While mutations in BRCA1 and BRCA2 support uncontrolled cell growth, these mutations also lead to the destabilization of genetic material in the cell. As a result, these types of cancer cells rely on other repair mechanisms that can compensate for these defects.
The dependence of cells with mutated BRCA1 or BRCA2 genes on other genes can be regarded as the Achilles heel of cancer cells since targeting other DNA repair genes can give rise to a synthetic lethal relationship.
Joanna Loizou, a former research group leader at CeMM as well as an associate professor at the Comprehensive Cancer Center of the Medical University of Vienna, explains that “synthetic lethality as a therapeutic concept for the treatment of breast and ovarian cancer very specifically prevents the division of cancer cells while allowing healthy cells to be unaffected.
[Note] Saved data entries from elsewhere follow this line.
//! On-disk cache of fetched remote content.
//!
//! Layout under the cache root:
//!
//! - `release-data.<quality>.json` - last fetched raw release record
//! - `pages.json` - names of the known documentation files
//! - `<name>.md` - raw markdown of one documentation file
//!
//! Everything is plain JSON or UTF-8 text and may be deleted at any time;
//! a missing file is a cache miss.

use anyhow::{Context, Result};
use log::debug;
use serde::Serialize;
use serde::de::DeserializeOwned;
use std::path::{Path, PathBuf};

use crate::release::{Quality, ReleaseRecord};
use crate::runtime::Runtime;

pub const PAGES_FILE: &str = "pages.json";

pub struct SiteCache<R: Runtime> {
    runtime: R,
    root: PathBuf,
}

impl<R: Runtime> SiteCache<R> {
    pub fn new(runtime: R, root: PathBuf) -> Self {
        Self { runtime, root }
    }

    pub fn runtime(&self) -> &R {
        &self.runtime
    }

    pub fn release_path(&self, quality: Quality) -> PathBuf {
        self.root.join(format!("release-data.{}.json", quality))
    }

    pub fn pages_path(&self) -> PathBuf {
        self.root.join(PAGES_FILE)
    }

    pub fn doc_path(&self, file_name: &str) -> PathBuf {
        self.root.join(file_name)
    }

    #[tracing::instrument(skip(self))]
    pub fn read_release(&self, quality: Quality) -> Result<Option<ReleaseRecord>> {
        self.read_json(&self.release_path(quality))
    }

    #[tracing::instrument(skip(self, record))]
    pub fn write_release(&self, record: &ReleaseRecord, quality: Quality) -> Result<()> {
        self.write_json(&self.release_path(quality), record)
    }

    #[tracing::instrument(skip(self))]
    pub fn read_pages(&self) -> Result<Option<Vec<String>>> {
        self.read_json(&self.pages_path())
    }

    #[tracing::instrument(skip(self, pages))]
    pub fn write_pages(&self, pages: &[String]) -> Result<()> {
        self.write_json(&self.pages_path(), &pages)
    }

    #[tracing::instrument(skip(self))]
    pub fn read_doc(&self, file_name: &str) -> Result<Option<String>> {
        let path = self.doc_path(file_name);
        if !self.runtime.exists(&path) {
            return Ok(None);
        }
        debug!("Cache hit: {:?}", path);
        self.runtime.read_to_string(&path).map(Some)
    }

    #[tracing::instrument(skip(self, content))]
    pub fn write_doc(&self, file_name: &str, content: &str) -> Result<()> {
        self.write_file(&self.doc_path(file_name), content.as_bytes())
    }

    fn read_json<T: DeserializeOwned>(&self, path: &Path) -> Result<Option<T>> {
        if !self.runtime.exists(path) {
            return Ok(None);
        }
        debug!("Cache hit: {:?}", path);
        let content = self.runtime.read_to_string(path)?;
        let value = serde_json::from_str(&content)
            .with_context(|| format!("Failed to parse cached JSON at {:?}", path))?;
        Ok(Some(value))
    }

    fn write_json<T: Serialize + ?Sized>(&self, path: &Path, value: &T) -> Result<()> {
        let json = serde_json::to_string_pretty(value)?;
        self.write_file(path, json.as_bytes())
    }

    fn write_file(&self, path: &Path, contents: &[u8]) -> Result<()> {
        if let Some(parent) = path.parent() {
            self.runtime.create_dir_all(parent)?;
        }
        debug!("Writing cache file {:?}", path);
        self.runtime.write(path, contents)
    }
}
use anyhow::Result;
use clap::Parser;
use codium_site::commands::{self, Config, SiteOptions};
use std::path::PathBuf;

/// codium-site - VSCodium site data
///
/// Fetches the latest VSCodium releases and the upstream documentation,
/// and turns them into download links, rendered pages and navigation data.
///
/// If the GITHUB_TOKEN environment variable is set, it will be used for authentication.
/// This is useful for avoiding rate limits.
///
/// Examples:
///   codium-site release                      # Show the latest stable release
///   codium-site download linux x64 deb       # Print a download link
///   codium-site docs show index              # Render the documentation index
///   codium-site export ./public/data         # Write all site data as JSON
#[derive(Parser, Debug)]
#[command(author, version = env!("CODIUM_SITE_VERSION"), about)]
struct Cli {
    #[command(subcommand)]
    command: Commands,

    /// Cache directory (defaults to ./cache; also via CODIUM_SITE_CACHE_DIR)
    #[arg(
        long = "cache-dir",
        env = "CODIUM_SITE_CACHE_DIR",
        value_name = "PATH",
        global = true
    )]
    pub cache_dir: Option<PathBuf>,

    /// GitHub API URL (defaults to https://api.github.com)
    #[arg(long = "api-url", value_name = "URL", global = true)]
    pub api_url: Option<String>,

    /// Development mode: reuse cached release data
    #[arg(long, env = "CODIUM_SITE_DEV", global = true)]
    pub dev: bool,
}

#[derive(clap::Subcommand, Debug)]
enum Commands {
    /// Show the latest release and its downloads
    Release(ReleaseArgs),

    /// Print the download URL for a platform, architecture and installer
    Download(DownloadArgs),

    /// Documentation pages
    #[command(subcommand)]
    Docs(DocsCommands),

    /// Write release and documentation data as JSON files
    Export(ExportArgs),
}

#[derive(clap::Args, Debug)]
pub struct ReleaseArgs {
    /// Release channel: stable or insider
    #[arg(long, short = 'q', default_value = "stable")]
    pub quality: String,

    /// Print JSON instead of text
    #[arg(long)]
    pub json: bool,
}

#[derive(clap::Args, Debug)]
pub struct DownloadArgs {
    /// windows, macos or linux
    pub platform: String,

    /// x64, arm64, arm32, ppc64, riscv64, loong64 or s390x
    pub arch: String,

    /// Installer type (e.g. UserInstaller, msi, dmg, deb, rpm, tar.gz, AppImage, zip, cli).
    /// Defaults to the platform's preferred installer.
    pub installer: Option<String>,

    /// Release channel: stable or insider
    #[arg(long, short = 'q', default_value = "stable")]
    pub quality: String,
}

#[derive(clap::Subcommand, Debug)]
enum DocsCommands {
    /// List documentation pages in navigation order
    List(DocsListArgs),

    /// Render one documentation page
    Show(DocsShowArgs),
}

#[derive(clap::Args, Debug)]
pub struct DocsListArgs {
    /// Print JSON instead of text
    #[arg(long)]
    pub json: bool,
}

#[derive(clap::Args, Debug)]
pub struct DocsShowArgs {
    /// Page slug (file name without .md)
    pub slug: String,

    /// Print the whole page as JSON
    #[arg(long, conflicts_with = "toc")]
    pub json: bool,

    /// Print the table of contents instead of the HTML
    #[arg(long)]
    pub toc: bool,
}

#[derive(clap::Args, Debug)]
pub struct ExportArgs {
    /// Output directory
    #[arg(value_name = "DIR")]
    pub out_dir: PathBuf,
}

#[tokio::main]
async fn main() -> Result<()> {
    env_logger::Builder::from_env(env_logger::Env::default().default_filter_or("warn")).init();
    let cli = Cli::parse();
    let runtime = codium_site::runtime::RealRuntime;

    let options = SiteOptions {
        cache_dir: cli.cache_dir,
        api_url: cli.api_url,
        dev: cli.dev,
    };
    let config = Config::new(runtime, options)?;

    match cli.command {
        Commands::Release(args) => commands::release(&config, &args.quality, args.json).await?,
        Commands::Download(args) => {
            commands::download(
                &config,
                &args.quality,
                &args.platform,
                &args.arch,
                args.installer.as_deref(),
            )
            .await?
        }
        Commands::Docs(DocsCommands::List(args)) => commands::docs_list(&config, args.json).await?,
        Commands::Docs(DocsCommands::Show(args)) => {
            commands::docs_show(&config, &args.slug, args.json, args.toc).await?
        }
        Commands::Export(args) => commands::export(&config, &args.out_dir).await?,
    }
    Ok(())
}
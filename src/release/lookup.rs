use log::error;
use thiserror::Error;

use super::types::{Architecture, InstallerType, ParsedRelease, Platform};

/// Generic download page used when no specific artifact can be linked.
pub const RELEASES_PAGE_URL: &str = "https://github.com/VSCodium/vscodium/releases/latest";

#[derive(Debug, Error, Clone, PartialEq, Eq)]
pub enum LookupError {
    #[error("Architecture {arch} not found for platform {platform}")]
    ArchitectureNotFound {
        platform: Platform,
        arch: Architecture,
    },
    #[error("Installer type {installer} not found for {platform} {arch}")]
    InstallerNotFound {
        platform: Platform,
        arch: Architecture,
        installer: InstallerType,
    },
}

impl ParsedRelease {
    /// URL of the artifact published for a platform/architecture/installer.
    pub fn lookup(
        &self,
        platform: Platform,
        arch: Architecture,
        installer: InstallerType,
    ) -> Result<&str, LookupError> {
        let slot = self
            .platforms
            .slot(platform, arch)
            .ok_or(LookupError::ArchitectureNotFound { platform, arch })?;

        slot.get(&installer)
            .map(String::as_str)
            .ok_or(LookupError::InstallerNotFound {
                platform,
                arch,
                installer,
            })
    }
}

/// Like [`ParsedRelease::lookup`], but never fails: missing artifacts link
/// to the generic releases page.
pub fn download_url(
    release: &ParsedRelease,
    platform: Platform,
    arch: Architecture,
    installer: InstallerType,
) -> String {
    match release.lookup(platform, arch, installer) {
        Ok(url) => url.to_string(),
        Err(e) => {
            error!("Error getting download URL: {}", e);
            RELEASES_PAGE_URL.to_string()
        }
    }
}

/// Page of one tagged release.
pub fn release_tag_url(version: &str) -> String {
    format!("https://github.com/VSCodium/vscodium/releases/tag/{}", version)
}

/// File name part of a download URL.
pub fn download_file_name(url: &str) -> &str {
    url.rsplit('/').next().unwrap_or(url)
}
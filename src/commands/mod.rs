//! Command implementations behind the CLI.

pub mod config;
mod docs;
mod export;
mod paths;
mod release;

pub use config::{Config, SiteOptions, USER_AGENT};
pub use docs::{docs_list, docs_show, format_page_list, format_toc};
pub use export::export;
pub use paths::{CACHE_DIR_NAME, default_cache_dir, resolve_cache_dir};
pub use release::{download, format_release, release};
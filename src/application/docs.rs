//! Documentation service - fetches, caches and renders documentation pages
//! and builds the ordered navigation listing.

use std::borrow::Cow;
use std::cmp::Ordering;
use std::collections::HashMap;
use std::sync::{LazyLock, Mutex};

use anyhow::Result;
use futures_util::future::join_all;
use log::{debug, error, warn};
use regex::Regex;
use serde::{Deserialize, Serialize};
use thiserror::Error;

use crate::cache::SiteCache;
use crate::docs::{DocumentationPage, DocumentationSection, Metadata, process_markdown};
use crate::http::is_rate_limited;
use crate::provider::ContentSource;
use crate::runtime::Runtime;

/// Sort position of pages that do not declare an `order`.
pub const DEFAULT_ORDER: i64 = 999;

pub const UNAVAILABLE_TITLE: &str = "Documentation Unavailable";

const UNAVAILABLE_DESCRIPTION: &str = "We couldn't load the documentation. Please try again later.";

const UNAVAILABLE_HTML: &str = "<h1>Documentation Unavailable</h1><p>We couldn't load the documentation. Please try again later or check the <a href=\"https://github.com/VSCodium/vscodium/tree/master/docs\">GitHub repository</a>.</p>";

static DOC_LINK_RE: LazyLock<Regex> = LazyLock::new(|| {
    Regex::new(r"https://github\.com/VSCodium/vscodium/blob/master/docs/([\w-]+)\.md")
        .expect("valid regex")
});

#[derive(Debug, Error, Clone, PartialEq, Eq)]
pub enum DocsError {
    #[error("Documentation page '{slug}' not found")]
    NotFound { slug: String },
}

/// One entry of the documentation navigation.
#[derive(Debug, Clone, PartialEq, Eq, Serialize, Deserialize)]
pub struct DocumentationPageInfo {
    pub title: String,
    pub slug: String,
    #[serde(skip_serializing_if = "Option::is_none")]
    pub description: Option<String>,
    pub order: i64,
    pub sections: Vec<DocumentationSection>,
}

/// Points links to upstream documentation files at the local docs routes.
pub fn rewrite_doc_links(markdown: &str) -> Cow<'_, str> {
    DOC_LINK_RE.replace_all(markdown, "/docs/$1")
}

/// Page shown in place of a document that could not be fetched.
pub fn unavailable_page() -> DocumentationPage {
    DocumentationPage {
        content: UNAVAILABLE_HTML.to_string(),
        sections: Vec::new(),
        metadata: Metadata {
            title: UNAVAILABLE_TITLE.to_string(),
            description: Some(UNAVAILABLE_DESCRIPTION.to_string()),
            order: None,
        },
        toc: Default::default(),
    }
}

pub fn slug_for_file(file_name: &str) -> &str {
    file_name.strip_suffix(".md").unwrap_or(file_name)
}

pub fn file_for_slug(slug: &str) -> String {
    format!("{}.md", slug)
}

/// Slugs are single path segments; anything else cannot name a document.
fn is_valid_slug(slug: &str) -> bool {
    !slug.is_empty()
        && !slug.starts_with('.')
        && slug
            .chars()
            .all(|c| c.is_ascii_alphanumeric() || matches!(c, '-' | '_' | '.'))
}

/// Navigation order: `index` first, then by `order`, then by title.
pub fn compare_pages(a: &DocumentationPageInfo, b: &DocumentationPageInfo) -> Ordering {
    match (a.slug == "index", b.slug == "index") {
        (true, false) => return Ordering::Less,
        (false, true) => return Ordering::Greater,
        _ => {}
    }

    a.order
        .cmp(&b.order)
        .then_with(|| a.title.to_lowercase().cmp(&b.title.to_lowercase()))
        .then_with(|| a.title.cmp(&b.title))
}

pub struct DocsService<'a, R: Runtime, S: ContentSource> {
    cache: &'a SiteCache<R>,
    source: &'a S,
    pages: Mutex<HashMap<String, DocumentationPage>>,
}

impl<'a, R: Runtime, S: ContentSource> DocsService<'a, R, S> {
    pub fn new(cache: &'a SiteCache<R>, source: &'a S) -> Self {
        Self {
            cache,
            source,
            pages: Mutex::new(HashMap::new()),
        }
    }

    /// Names of the known documentation files. Empty when neither the cache
    /// nor the upstream listing is available.
    #[tracing::instrument(skip(self))]
    pub async fn list_pages(&self) -> Vec<String> {
        match self.cache.read_pages() {
            Ok(Some(pages)) => return pages,
            Ok(None) => {}
            Err(e) => warn!("Ignoring unreadable page listing cache: {:#}", e),
        }

        match self.source.list_docs().await {
            Ok(pages) => {
                if let Err(e) = self.cache.write_pages(&pages) {
                    warn!("Failed to cache page listing: {:#}", e);
                }
                pages
            }
            Err(e) => {
                error!("Error fetching doc pages: {:#}", e);
                Vec::new()
            }
        }
    }

    /// Rendered page for one documentation file, or the unavailable page
    /// when its source cannot be obtained.
    #[tracing::instrument(skip(self))]
    pub async fn page(&self, file_name: &str) -> DocumentationPage {
        let memoised = self.pages.lock().unwrap().get(file_name).cloned();
        if let Some(page) = memoised {
            debug!("Using memoised page {}", file_name);
            return page;
        }

        let markdown = match self.load_markdown(file_name).await {
            Ok(markdown) => markdown,
            Err(e) => {
                if is_rate_limited(&e) {
                    warn!("{:#}", e);
                }
                error!("Error fetching doc page {}: {:#}", file_name, e);
                return unavailable_page();
            }
        };

        let page = process_markdown(&rewrite_doc_links(&markdown));
        self.pages
            .lock()
            .unwrap()
            .insert(file_name.to_string(), page.clone());
        page
    }

    /// Page addressed by its route slug.
    #[tracing::instrument(skip(self))]
    pub async fn page_by_slug(&self, slug: &str) -> Result<DocumentationPage, DocsError> {
        if !is_valid_slug(slug) {
            return Err(DocsError::NotFound {
                slug: slug.to_string(),
            });
        }

        let file_name = file_for_slug(slug);
        let pages = self.list_pages().await;
        if !pages.is_empty() && !pages.contains(&file_name) {
            return Err(DocsError::NotFound {
                slug: slug.to_string(),
            });
        }

        Ok(self.page(&file_name).await)
    }

    /// Every listed page with its sections, in navigation order. Pages
    /// declaring `order: 0` are hidden.
    #[tracing::instrument(skip(self))]
    pub async fn pages_with_sections(&self) -> Vec<DocumentationPageInfo> {
        let files = self.list_pages().await;

        let loaded = join_all(files.iter().map(|file| async move {
            let page = self.page(file).await;
            (file, page)
        }))
        .await;

        let mut infos: Vec<DocumentationPageInfo> = loaded
            .into_iter()
            .filter_map(|(file, page)| {
                if page.metadata.order == Some(0) {
                    debug!("Hiding page {} (order 0)", file);
                    return None;
                }
                Some(DocumentationPageInfo {
                    slug: slug_for_file(file).to_string(),
                    order: page.metadata.order.unwrap_or(DEFAULT_ORDER),
                    title: page.metadata.title,
                    description: page.metadata.description,
                    sections: page.sections,
                })
            })
            .collect();

        infos.sort_by(compare_pages);
        infos
    }

    async fn load_markdown(&self, file_name: &str) -> Result<String> {
        match self.cache.read_doc(file_name) {
            Ok(Some(markdown)) => return Ok(markdown),
            Ok(None) => {}
            Err(e) => warn!("Ignoring unreadable cached page {}: {:#}", file_name, e),
        }

        let markdown = self.source.fetch_doc(file_name).await?;
        if let Err(e) = self.cache.write_doc(file_name, &markdown) {
            warn!("Failed to cache page {}: {:#}", file_name, e);
        }
        Ok(markdown)
    }
}
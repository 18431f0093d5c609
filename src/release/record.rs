use serde::{Deserialize, Serialize};

/// A release as returned by the release-hosting API. This is also the form
/// persisted in the cache; it is re-parsed on every read.
#[derive(Debug, Clone, PartialEq, Eq, Serialize, Deserialize, Default)]
pub struct ReleaseRecord {
    pub tag_name: String,
    #[serde(default)]
    pub name: Option<String>,
    #[serde(default)]
    pub published_at: Option<String>,
    #[serde(default)]
    pub body: Option<String>,
    #[serde(default)]
    pub assets: Vec<ReleaseAsset>,
}

/// A downloadable file attached to a release.
#[derive(Debug, Clone, PartialEq, Eq, Serialize, Deserialize)]
pub struct ReleaseAsset {
    pub name: String,
    pub browser_download_url: String,
    #[serde(default)]
    pub size: u64,
    #[serde(default)]
    pub content_type: Option<String>,
}

impl ReleaseAsset {
    pub fn new(name: impl Into<String>, browser_download_url: impl Into<String>) -> Self {
        Self {
            name: name.into(),
            browser_download_url: browser_download_url.into(),
            size: 0,
            content_type: None,
        }
    }
}
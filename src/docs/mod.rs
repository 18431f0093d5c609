//! Documentation pipeline.
//!
//! Turns one markdown document into rendered HTML, page metadata, a flat list
//! of sections for navigation, and a nested table of contents. Every function
//! here is pure: the same input always yields the same page.

mod extract;
mod render;
mod slug;
mod toc;

use serde::{Deserialize, Serialize};

pub use extract::{
    DocumentationSection, EmbeddedMetadata, Metadata, extract_description, extract_metadata,
    extract_sections, extract_title,
};
pub use render::{HEADING_CLASS, RenderedMarkdown, render_markdown};
pub use slug::{FALLBACK_SLUG, slugify};
pub use toc::{TableOfContents, TableOfContentsItem, TocBuilder};

/// Heading of the hand-written contents list many documents carry. The
/// generated navigation replaces it.
pub const TOC_HEADING: &str = "Table of Contents";

#[derive(Debug, Clone, PartialEq, Eq, Serialize, Deserialize)]
pub struct DocumentationPage {
    /// Rendered HTML.
    pub content: String,
    pub sections: Vec<DocumentationSection>,
    pub metadata: Metadata,
    #[serde(default)]
    pub toc: TableOfContents,
}

/// Runs the full pipeline over one markdown document.
#[tracing::instrument(skip(markdown))]
pub fn process_markdown(markdown: &str) -> DocumentationPage {
    let EmbeddedMetadata { order } = extract_metadata(markdown);
    let metadata = Metadata {
        title: extract_title(markdown),
        description: extract_description(markdown),
        order,
    };

    let RenderedMarkdown { html, toc } = render_markdown(markdown);

    DocumentationPage {
        content: html,
        sections: extract_sections(markdown),
        metadata,
        toc,
    }
}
Such therapy concepts have advantages over traditional chemotherapy.”
POLΘ fills the gap in single-stranded DNA
The study’s first authors, Anna Schrempf and Sara Bernardo, focused on the enzyme POLΘ (DNA polymerase theta), which is part of the cell’s DNA repair machinery and whose loss is synthetically lethal with BRCA1 mutations. POLΘ has been shown to play a key role in repairing DNA double-strand breaks.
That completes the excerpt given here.